— Work required —
The line containing "drive a running" marks the end: quote every line from the start of the records below through it, word for word.

(Stored data entries)

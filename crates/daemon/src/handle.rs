// SPDX-License-Identifier: BUSL-1.1
// Copyright (c) 2026 Alfred Jean LLC

//! `DrainHandle`: the in-process control surface.
//!
//! A thin, non-generic facade over [`ControllerHandle`] — everything a
//! caller (a CLI subcommand, a wire-protocol listener, a test) needs to
//! drive a running controller without naming its `<T, R, C>` parameters.

use drain_core::BeadId;
use drain_engine::{ControllerHandle, EventReceiver, Status};

#[derive(Clone)]
pub struct DrainHandle {
    inner: ControllerHandle,
}

impl DrainHandle {
    pub fn new(inner: ControllerHandle) -> Self {
        Self { inner }
    }

    pub fn pause(&self) {
        self.inner.pause();
    }

    pub fn graceful_pause(&self) {
        self.inner.graceful_pause();
    }

    pub fn resume(&self) {
        self.inner.resume();
    }

    pub fn stop(&self) {
        self.inner.stop();
    }

    pub fn graceful_stop(&self) {
        self.inner.graceful_stop();
    }

    pub fn retry(&self) {
        self.inner.retry();
    }

    pub fn status(&self) -> Status {
        self.inner.status()
    }

    pub fn events(&self) -> EventReceiver {
        self.inner.events()
    }

    pub fn reset_history(&self, id: &BeadId) {
        self.inner.reset_history(id);
    }

    pub fn reset_bead(&self, id: &BeadId) {
        self.inner.reset_bead(id);
    }
}

#[cfg(test)]
#[path = "handle_tests.rs"]
mod tests;
// SPDX-License-Identifier: BUSL-1.1
// Copyright (c) 2026 Alfred Jean LLC

//! Scripted [`SessionRunner`] for engine tests (feature `test-support`).

use super::{SessionError, SessionHandle, SessionOutcome, SessionRunner, SpawnConfig, TurnBoundaryFn};
use async_trait::async_trait;
use parking_lot::Mutex;
use std::collections::VecDeque;
use std::sync::atomic::{AtomicBool, AtomicU32, Ordering};
use std::sync::Arc;
use tokio::sync::oneshot;

/// One canned session attempt: how many turns to announce before settling
/// on a terminal outcome.
#[derive(Debug, Clone)]
pub struct ScriptedSession {
    pub turns: u32,
    pub outcome: ScriptedOutcome,
}

#[derive(Debug, Clone)]
pub enum ScriptedOutcome {
    Ok(SessionOutcome),
    Err(String),
}

impl ScriptedSession {
    pub fn success(turns: u32) -> Self {
        Self {
            turns,
            outcome: ScriptedOutcome::Ok(SessionOutcome {
                num_turns: turns,
                total_cost_usd: 0.01,
                session_id: Some("fake-session".into()),
                graceful_pause: false,
                error: None,
                invalid_lines: 0,
            }),
        }
    }

    pub fn agent_error(turns: u32, message: impl Into<String>) -> Self {
        Self {
            turns,
            outcome: ScriptedOutcome::Ok(SessionOutcome {
                num_turns: turns,
                error: Some(message.into()),
                ..Default::default()
            }),
        }
    }

    pub fn spawn_failure(message: impl Into<String>) -> Self {
        Self {
            turns: 0,
            outcome: ScriptedOutcome::Err(message.into()),
        }
    }
}

/// A [`SessionRunner`] driven from a queue of [`ScriptedSession`]s rather
/// than a real subprocess. Falls back to a trivial one-turn success once
/// the queue is drained, so unscripted tests don't hang.
#[derive(Clone, Default)]
pub struct FakeSessionRunner {
    scripts: Arc<Mutex<VecDeque<ScriptedSession>>>,
    calls: Arc<Mutex<Vec<SpawnConfig>>>,
}

impl FakeSessionRunner {
    pub fn new() -> Self {
        Self::default()
    }

    pub fn push(&self, script: ScriptedSession) {
        self.scripts.lock().push_back(script);
    }

    pub fn calls(&self) -> Vec<SpawnConfig> {
        self.calls.lock().clone()
    }
}

#[async_trait]
impl SessionRunner for FakeSessionRunner {
    async fn start(
        &self,
        config: SpawnConfig,
        on_turn: TurnBoundaryFn,
    ) -> Result<SessionHandle, SessionError> {
        self.calls.lock().push(config);

        let ScriptedSession { turns, outcome } = self
            .scripts
            .lock()
            .pop_front()
            .unwrap_or_else(|| ScriptedSession::success(1));

        let mut outcome = match outcome {
            ScriptedOutcome::Ok(outcome) => outcome,
            ScriptedOutcome::Err(message) => return Err(SessionError::SpawnFailed(message)),
        };

        let pause_requested = Arc::new(AtomicBool::new(false));
        let turn_count = Arc::new(AtomicU32::new(0));
        let (kill_tx, kill_rx) = oneshot::channel();
        let (outcome_tx, outcome_rx) = oneshot::channel();
        let stderr_buf = Arc::new(Mutex::new(String::new()));

        let task_pause = Arc::clone(&pause_requested);
        let task_turns = Arc::clone(&turn_count);
        tokio::spawn(async move {
            let mut kill_rx = kill_rx;
            let mut paused_early = false;
            for turn in 1..=turns {
                if kill_rx.try_recv().is_ok() {
                    paused_early = true;
                    break;
                }
                task_turns.store(turn, Ordering::SeqCst);
                on_turn(turn);
                if task_pause.load(Ordering::SeqCst) {
                    paused_early = true;
                    break;
                }
            }
            if paused_early {
                outcome.graceful_pause = true;
                outcome.num_turns = task_turns.load(Ordering::SeqCst);
            }
            let _ = outcome_tx.send(Ok(outcome));
        });

        Ok(SessionHandle::new(
            pause_requested,
            turn_count,
            kill_tx,
            outcome_rx,
            stderr_buf,
        ))
    }
}

#[cfg(test)]
mod tests {
    use super::*;

    fn config() -> SpawnConfig {
        SpawnConfig {
            command: "claude".into(),
            prompt: "do the thing".into(),
            resume_session_id: None,
            cwd: std::env::temp_dir(),
            env: vec![],
            max_turns: None,
        }
    }

    #[tokio::test]
    async fn scripted_success_reports_turns_and_cost() {
        let runner = FakeSessionRunner::new();
        runner.push(ScriptedSession::success(3));
        let mut handle = runner.start(config(), Arc::new(|_| {})).await.unwrap();
        let outcome = handle.wait().await.unwrap();
        assert_eq!(outcome.num_turns, 3);
        assert!(!outcome.graceful_pause);
    }

    #[tokio::test]
    async fn scripted_spawn_failure_is_surfaced() {
        let runner = FakeSessionRunner::new();
        runner.push(ScriptedSession::spawn_failure("boom"));
        let result = runner.start(config(), Arc::new(|_| {})).await;
        assert!(result.is_err());
    }

    #[tokio::test]
    async fn pause_requested_mid_session_stops_early() {
        let runner = FakeSessionRunner::new();
        runner.push(ScriptedSession::success(5));
        let mut handle = runner.start(config(), Arc::new(|_| {})).await.unwrap();
        handle.request_pause();
        let outcome = handle.wait().await.unwrap();
        assert!(outcome.graceful_pause);
        assert!(outcome.num_turns < 5);
    }

    #[tokio::test]
    async fn unscripted_call_falls_back_to_one_turn_success() {
        let runner = FakeSessionRunner::new();
        let mut handle = runner.start(config(), Arc::new(|_| {})).await.unwrap();
        let outcome = handle.wait().await.unwrap();
        assert_eq!(outcome.num_turns, 1);
    }
}
impl<C: Clock> WorkQueue<C> {
    pub fn new(config: WorkQueueConfig, backoff: BackoffSchedule, max_failures: u32, clock: C) -> Self {
        Self {
            history: Arc::new(RwLock::new(HashMap::new())),
            active_top_level: Arc::new(RwLock::new(None)),
            config,
            backoff,
            max_failures,
            clock,
        }
    }

    pub fn config(&self) -> &WorkQueueConfig {
        &self.config
    }

    /// `0` means abandonment is disabled.
    pub fn max_failures(&self) -> u32 {
        self.max_failures
    }

    pub fn active_top_level(&self) -> Option<(BeadId, String)> {
        self.active_top_level.read().clone()
    }

    pub fn set_active_top_level(&self, entry: Option<(BeadId, String)>) {
        *self.active_top_level.write() = entry;
    }

    /// Global selection.
    pub async fn next(
        &self,
        tracker: &dyn TrackerClient,
    ) -> Result<(Option<Bead>, SelectionReason), TrackerError> {
        let filter = ReadyFilter {
            label: self.config.label.clone(),
            unassigned_only: self.config.unassigned_only,
        };
        let mut candidates = tracker.ready(filter).await?;

        if let Some(epic) = &self.config.epic {
            let all = tracker.list(None).await?;
            let descendants = build_descendant_set(epic, &all);
            candidates.retain(|b| descendants.contains(&b.id));
        }

        Ok(self.select_from(candidates))
    }

    /// Top-level selection.
    pub async fn next_top_level(
        &self,
        tracker: &dyn TrackerClient,
    ) -> Result<(Option<Bead>, SelectionReason), TrackerError> {
        if self.config.epic.is_some() || self.config.selection_mode == SelectionMode::Global {
            return self.next(tracker).await;
        }

        let all = tracker.list(None).await?;
        let mut top_level: Vec<&Bead> = all.iter().filter(|b| b.is_top_level()).collect();
        top_level.sort_by(|a, b| a.priority.cmp(&b.priority).then(a.created_at.cmp(&b.created_at)));

        let active = self.active_top_level.read().clone();
        let mut chosen: Option<BeadId> = None;

        if let Some((active_id, _)) = &active {
            let descendants = build_descendant_set(active_id, &all);
            if self.has_ready_non_epic_descendant(&descendants, &all) {
                chosen = Some(active_id.clone());
            }
        }

        if chosen.is_none() {
            for candidate in &top_level {
                let descendants = build_descendant_set(&candidate.id, &all);
                if self.has_ready_non_epic_descendant(&descendants, &all) {
                    chosen = Some(candidate.id.clone());
                    self.set_active_top_level(Some((candidate.id.clone(), candidate.title.clone())));
                    break;
                }
            }
        }

        let Some(top_id) = chosen else {
            // Orphan safety net: nothing qualifies under top-level framing.
            return self.next(tracker).await;
        };

        let descendants = build_descendant_set(&top_id, &all);
        let candidates: Vec<Bead> = all
            .into_iter()
            .filter(|b| descendants.contains(&b.id) && !b.is_epic())
            .collect();

        Ok(self.select_from(candidates))
    }

    /// Whether any non-epic descendant of `top_id` is ready to run right
    /// now. Used by the eager-switch check.
    pub fn has_ready_work_under(&self, top_id: &BeadId, all: &[Bead]) -> bool {
        let descendants = build_descendant_set(top_id, all);
        self.has_ready_non_epic_descendant(&descendants, all)
    }

    /// Ready, ignoring history/backoff: a descendant merely in backoff still
    /// counts as ready work under its top-level, so stickiness and eager
    /// switch don't mistake "temporarily blocked" for "nothing left".
    fn has_ready_non_epic_descendant(&self, descendants: &HashSet<BeadId>, all: &[Bead]) -> bool {
        all.iter()
            .any(|b| descendants.contains(&b.id) && !b.is_epic() && matches!(b.status, BeadStatus::Open))
    }

    /// `(selectable, reason-if-blocked)`. `reason` is only populated for
    /// `failed` entries, since those are the only ones worth distinguishing
    /// when reporting why selection came up empty.
    fn selectable_with_reason(&self, id: &BeadId) -> (bool, Option<SelectionReason>) {
        let history = self.history.read();
        match history.get(id) {
            None => (true, None),
            Some(entry) => match entry.status {
                HistoryStatus::Completed | HistoryStatus::Skipped => (false, None),
                // `record_failure` already promotes to `Abandoned` the moment
                // attempts reach the threshold, so this is the case that
                // actually surfaces `MaxFailure` to callers.
                HistoryStatus::Abandoned => (false, Some(SelectionReason::MaxFailure)),
                HistoryStatus::Failed => {
                    if self.max_failures != 0 && entry.attempts >= self.max_failures {
                        (false, Some(SelectionReason::MaxFailure))
                    } else {
                        let delay = chrono::Duration::from_std(self.backoff.delay_for(entry.attempts))
                            .unwrap_or(chrono::Duration::zero());
                        let ready = match entry.last_attempt {
                            None => true,
                            Some(last) => self.clock.now() - last >= delay,
                        };
                        if ready {
                            (true, None)
                        } else {
                            (false, Some(SelectionReason::Backoff))
                        }
                    }
                }
                HistoryStatus::Pending | HistoryStatus::Working => (true, None),
            },
        }
    }

    /// Filters candidates, sorts, and picks, given a raw candidate list
    /// already restricted to the right scope.
    fn select_from(&self, candidates: Vec<Bead>) -> (Option<Bead>, SelectionReason) {
        let excluded = &self.config.excluded_labels;
        let mut saw_backoff = false;
        let mut saw_max_failure = false;

        let mut filtered: Vec<Bead> = candidates
            .into_iter()
            .filter(|b| !b.is_epic())
            .filter(|b| !b.labels.iter().any(|l| excluded.contains(l)))
            .filter(|b| {
                let (selectable, reason) = self.selectable_with_reason(&b.id);
                match reason {
                    Some(SelectionReason::MaxFailure) => saw_max_failure = true,
                    Some(SelectionReason::Backoff) => saw_backoff = true,
                    _ => {}
                }
                selectable
            })
            .collect();

        filtered.sort_by(|a, b| a.priority.cmp(&b.priority).then(a.created_at.cmp(&b.created_at)));

        let Some(selected) = filtered.into_iter().next() else {
            let reason = if saw_max_failure && !saw_backoff {
                SelectionReason::MaxFailure
            } else if saw_backoff {
                SelectionReason::Backoff
            } else {
                SelectionReason::NoReady
            };
            return (None, reason);
        };

        let mut history = self.history.write();
        let entry = history.entry(selected.id.clone()).or_default();
        entry.status = HistoryStatus::Working;
        entry.attempts += 1;
        entry.last_attempt = Some(self.clock.now());

        (Some(selected), SelectionReason::Success)
    }

    pub fn record_success(&self, id: &BeadId) {
        let mut history = self.history.write();
        let entry = history.entry(id.clone()).or_default();
        entry.status = HistoryStatus::Completed;
    }

    pub fn record_failure(&self, id: &BeadId, err: &str) {
        let mut history = self.history.write();
        let entry = history.entry(id.clone()).or_default();
        if entry.is_terminal() {
            return;
        }
        entry.last_error = Some(err.to_string());
        entry.last_attempt = Some(self.clock.now());
        entry.status = if self.max_failures != 0 && entry.attempts >= self.max_failures {
            HistoryStatus::Abandoned
        } else {
            HistoryStatus::Failed
        };
    }

    pub fn record_skipped(&self, id: &BeadId) {
        let mut history = self.history.write();
        let entry = history.entry(id.clone()).or_default();
        entry.status = HistoryStatus::Skipped;
    }

    pub fn set_last_session_id(&self, id: &BeadId, session_id: Option<String>) {
        let mut history = self.history.write();
        let entry = history.entry(id.clone()).or_default();
        entry.last_session_id = session_id;
    }

    pub fn reset_history(&self, id: &BeadId) {
        self.history.write().remove(id);
    }

    pub fn reset_bead(&self, id: &BeadId) {
        let mut history = self.history.write();
        if let Some(entry) = history.get_mut(id) {
            entry.status = HistoryStatus::Pending;
            entry.attempts = 0;
            entry.last_attempt = None;
            entry.last_error = None;
        }
    }

    pub fn stats(&self) -> WorkQueueStats {
        let history = self.history.read();
        let mut stats = WorkQueueStats::default();
        stats.seen = history.len() as u32;
        for entry in history.values() {
            match entry.status {
                HistoryStatus::Completed => stats.completed += 1,
                HistoryStatus::Abandoned => stats.abandoned += 1,
                HistoryStatus::Failed => {
                    stats.failed += 1;
                    let delay = chrono::Duration::from_std(self.backoff.delay_for(entry.attempts))
                        .unwrap_or(chrono::Duration::zero());
                    let in_backoff = entry
                        .last_attempt
                        .map(|last| self.clock.now() - last < delay)
                        .unwrap_or(false);
                    if in_backoff {
                        stats.in_backoff_now += 1;
                    }
                }
                _ => {}
            }
        }
        stats
    }

    pub fn blocked_beads(&self) -> Vec<BlockedBead> {
        let history = self.history.read();
        let now = self.clock.now();
        let mut blocked: Vec<BlockedBead> = history
            .iter()
            .filter(|(_, e)| e.status == HistoryStatus::Failed)
            .filter_map(|(id, e)| {
                let delay = chrono::Duration::from_std(self.backoff.delay_for(e.attempts)).ok()?;
                let last = e.last_attempt?;
                let remaining = (last + delay) - now;
                if remaining > chrono::Duration::zero() {
                    Some(BlockedBead {
                        id: id.clone(),
                        attempts: e.attempts,
                        remaining,
                    })
                } else {
                    None
                }
            })
            .collect();
        blocked.sort_by_key(|b| b.remaining);
        blocked
    }

    pub fn bead_state(&self, id: &BeadId) -> (BeadState, u32, bool) {
        let history = self.history.read();
        match history.get(id) {
            None => (BeadState::Unknown, 0, false),
            Some(entry) => {
                let state = match entry.status {
                    HistoryStatus::Failed => BeadState::Failed,
                    HistoryStatus::Abandoned => BeadState::Abandoned,
                    HistoryStatus::Skipped => BeadState::Skipped,
                    _ => BeadState::Unknown,
                };
                let in_backoff = entry.status == HistoryStatus::Failed && {
                    let delay = chrono::Duration::from_std(self.backoff.delay_for(entry.attempts)).unwrap_or_default();
                    entry.last_attempt.map(|last| self.clock.now() - last < delay).unwrap_or(false)
                };
                (state, entry.attempts, in_backoff)
            }
        }
    }

    /// A single entry, if one exists.
    pub fn entry(&self, id: &BeadId) -> Option<HistoryEntry> {
        self.history.read().get(id).cloned()
    }

    /// Deep copy out, so callers cannot mutate internal state.
    pub fn history(&self) -> HashMap<BeadId, HistoryEntry> {
        self.history.read().clone()
    }

    /// Deep copy in; replaces the map wholesale.
    pub fn set_history(&self, history: HashMap<BeadId, HistoryEntry>) {
        *self.history.write() = history;
    }
}

/// Iterative fix-point: start with `{top_id}`, add any bead whose parent is
/// already in the set, until a pass adds nothing.
fn build_descendant_set(top_id: &BeadId, all: &[Bead]) -> HashSet<BeadId> {
    let mut set = HashSet::new();
    set.insert(top_id.clone());
    loop {
        let mut added = false;
        for bead in all {
            if set.contains(&bead.id) {
                continue;
            }
            if let Some(parent) = &bead.parent {
                if set.contains(parent) {
                    set.insert(bead.id.clone());
                    added = true;
                }
            }
        }
        if !added {
            break;
        }
    }
    set
}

— Solved exercise —
filename crates/daemon/src/handle.rs
// SPDX-License-Identifier: BUSL-1.1
// Copyright (c) 2026 Alfred Jean LLC

//! `DrainHandle`: the in-process control surface.
//!
//! A thin, non-generic facade over [`ControllerHandle`] — everything a
//! caller (a CLI subcommand, a wire-protocol listener, a test) needs to
//! drive a running controller without naming its `<T, R, C>` parameters.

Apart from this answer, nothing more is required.